- BRIEF
Output a verbatim copy of the data, cut off after the line that contains "emits the same".
====== RECORDED DATA ======
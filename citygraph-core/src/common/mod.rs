//! Common abstractions shared by the graph representations.

pub mod graph_trait;

pub use graph_trait::GraphTraversal;
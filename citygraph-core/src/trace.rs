//! Observers that record or log the intermediate state of a query.
//!
//! [`QueryTrace`] is a structured, serializable record of one analysis;
//! [`TracingObserver`] emits the same checkpoints as `tracing` debug events.
//! All city numbers recorded here are 1-based.

use std::collections::BTreeMap;

use serde::Serialize;
use tracing::debug;

use crate::analyzer::{AnalysisObserver, Headquarters, Query};
use crate::bfs::BfsResult;

/// What one headquarters' traversal discovered.
#[derive(Debug, Clone, Default, PartialEq, Eq, Serialize)]
pub struct TraversalTrace {
    /// Headquarters city (1-based)
    pub source: usize,
    /// Cities at distance `1..=max_distance` (1-based, ascending)
    pub reachable: Vec<usize>,
    /// Shortest hop count per discovered city, source included at 0
    pub distances: BTreeMap<usize, usize>,
}

impl From<&BfsResult> for TraversalTrace {
    fn from(result: &BfsResult) -> Self {
        Self {
            source: result.source + 1,
            reachable: result.reachable.iter().map(|c| c + 1).collect(),
            distances: result
                .distances
                .iter()
                .enumerate()
                .filter_map(|(city, d)| d.map(|d| (city + 1, d)))
                .collect(),
        }
    }
}

/// Structured record of one query, filled in as the analysis progresses.
#[derive(Debug, Clone, Default, PartialEq, Eq, Serialize)]
pub struct QueryTrace {
    pub k1: usize,
    pub k2: usize,
    pub hops: usize,
    /// Edge bound used for both traversals
    pub max_distance: usize,
    pub from_k1: Option<TraversalTrace>,
    pub from_k2: Option<TraversalTrace>,
    /// Sorted intersection; empty when no city is common
    pub common: Vec<usize>,
}

impl QueryTrace {
    /// Empty trace, ready to be passed as an observer.
    pub fn new() -> Self {
        Self::default()
    }

    fn set_query(&mut self, query: &Query) {
        self.k1 = query.k1;
        self.k2 = query.k2;
        self.hops = query.hops;
        self.max_distance = query.max_distance();
    }

    /// Human-readable lines describing the trace.
    pub fn lines(&self) -> Vec<String> {
        let mut out = vec![format!(
            "K1={} K2={} L={} (max distance {})",
            self.k1, self.k2, self.hops, self.max_distance
        )];
        for (label, traversal) in [("K1", &self.from_k1), ("K2", &self.from_k2)] {
            if let Some(t) = traversal {
                out.push(format!(
                    "reachable from {} (excluding {}): {}",
                    label,
                    t.source,
                    join_cities(&t.reachable)
                ));
            }
        }
        out.push(format!("common cities: {}", join_cities(&self.common)));
        out
    }
}

fn join_cities(cities: &[usize]) -> String {
    if cities.is_empty() {
        return "none".to_string();
    }
    cities
        .iter()
        .map(|c| c.to_string())
        .collect::<Vec<_>>()
        .join(" ")
}

impl AnalysisObserver for QueryTrace {
    fn on_traversal(&mut self, query: &Query, hq: Headquarters, result: &BfsResult) {
        self.set_query(query);
        let traversal = Some(TraversalTrace::from(result));
        match hq {
            Headquarters::First => self.from_k1 = traversal,
            Headquarters::Second => self.from_k2 = traversal,
        }
    }

    fn on_intersection(&mut self, query: &Query, common: &[usize]) {
        self.set_query(query);
        self.common = common.to_vec();
    }
}

/// Observer that logs each checkpoint at debug level.
#[derive(Debug, Default, Clone, Copy)]
pub struct TracingObserver;

impl AnalysisObserver for TracingObserver {
    fn on_traversal(&mut self, query: &Query, hq: Headquarters, result: &BfsResult) {
        let reachable: Vec<usize> = result.reachable.iter().map(|c| c + 1).collect();
        debug!(
            headquarters = %hq,
            source = result.source + 1,
            max_distance = query.max_distance(),
            reachable = ?reachable,
            "traversal finished"
        );
    }

    fn on_intersection(&mut self, query: &Query, common: &[usize]) {
        debug!(k1 = query.k1, k2 = query.k2, common = ?common, "intersection computed");
    }
}

/// Forwards each checkpoint to two observers in turn.
pub struct Tee<'a>(pub &'a mut dyn AnalysisObserver, pub &'a mut dyn AnalysisObserver);

impl AnalysisObserver for Tee<'_> {
    fn on_traversal(&mut self, query: &Query, hq: Headquarters, result: &BfsResult) {
        self.0.on_traversal(query, hq, result);
        self.1.on_traversal(query, hq, result);
    }

    fn on_intersection(&mut self, query: &Query, common: &[usize]) {
        self.0.on_intersection(query, common);
        self.1.on_intersection(query, common);
    }
}
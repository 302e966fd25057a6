//! Server settings read from the environment.

use std::net::{IpAddr, SocketAddr};
use std::path::PathBuf;

use crate::error::{LedgerError, LedgerResult};

/// Environment variable holding the bind host.
pub const HOST_VAR: &str = "WAGE_LEDGER_HOST";
/// Environment variable holding the bind port.
pub const PORT_VAR: &str = "WAGE_LEDGER_PORT";
/// Environment variable holding the seed configuration directory.
pub const CONFIG_VAR: &str = "WAGE_LEDGER_CONFIG";
/// Environment variable holding the snapshot file path.
pub const DATA_VAR: &str = "WAGE_LEDGER_DATA";

/// Where to listen and where to find configuration and data.
#[derive(Debug, Clone, PartialEq, Eq)]
pub struct ServerConfig {
    /// Address the HTTP server binds to.
    pub addr: SocketAddr,
    /// Seed configuration directory.
    pub config_dir: PathBuf,
    /// Snapshot file; `None` keeps the ledger in memory only.
    pub data_path: Option<PathBuf>,
}

impl ServerConfig {
    /// Reads the server settings from the process environment.
    pub fn from_env() -> LedgerResult<Self> {
        Self::from_lookup(|key| std::env::var(key).ok())
    }

    /// Reads the server settings through `lookup`.
    ///
    /// Defaults: host `127.0.0.1`, port `3000`, config `./config/default`,
    /// no snapshot file.
    pub fn from_lookup(lookup: impl Fn(&str) -> Option<String>) -> LedgerResult<Self> {
        let host = lookup(HOST_VAR).unwrap_or_else(|| "127.0.0.1".to_string());
        let host: IpAddr = host.parse().map_err(|_| {
            LedgerError::invalid_field(HOST_VAR, format!("'{}' is not an IP address", host))
        })?;

        let port = match lookup(PORT_VAR) {
            Some(port) => port.parse::<u16>().map_err(|_| {
                LedgerError::invalid_field(PORT_VAR, format!("'{}' is not a port", port))
            })?,
            None => 3000,
        };

        let config_dir = lookup(CONFIG_VAR)
            .map(PathBuf::from)
            .unwrap_or_else(|| PathBuf::from("./config/default"));
        let data_path = lookup(DATA_VAR)
            .filter(|p| !p.is_empty())
            .map(PathBuf::from);

        Ok(Self {
            addr: SocketAddr::new(host, port),
            config_dir,
            data_path,
        })
    }
}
======
- RESPONSE AREA
filename citygraph-core/src/common/mod.rs
//! Common abstractions shared by the graph representations.

pub mod graph_trait;

pub use graph_trait::GraphTraversal;
filename citygraph-core/src/trace.rs
//! Observers that record or log the intermediate state of a query.
//!
//! [`QueryTrace`] is a structured, serializable record of one analysis;
//! [`TracingObserver`] emits the same checkpoints as `tracing` debug events.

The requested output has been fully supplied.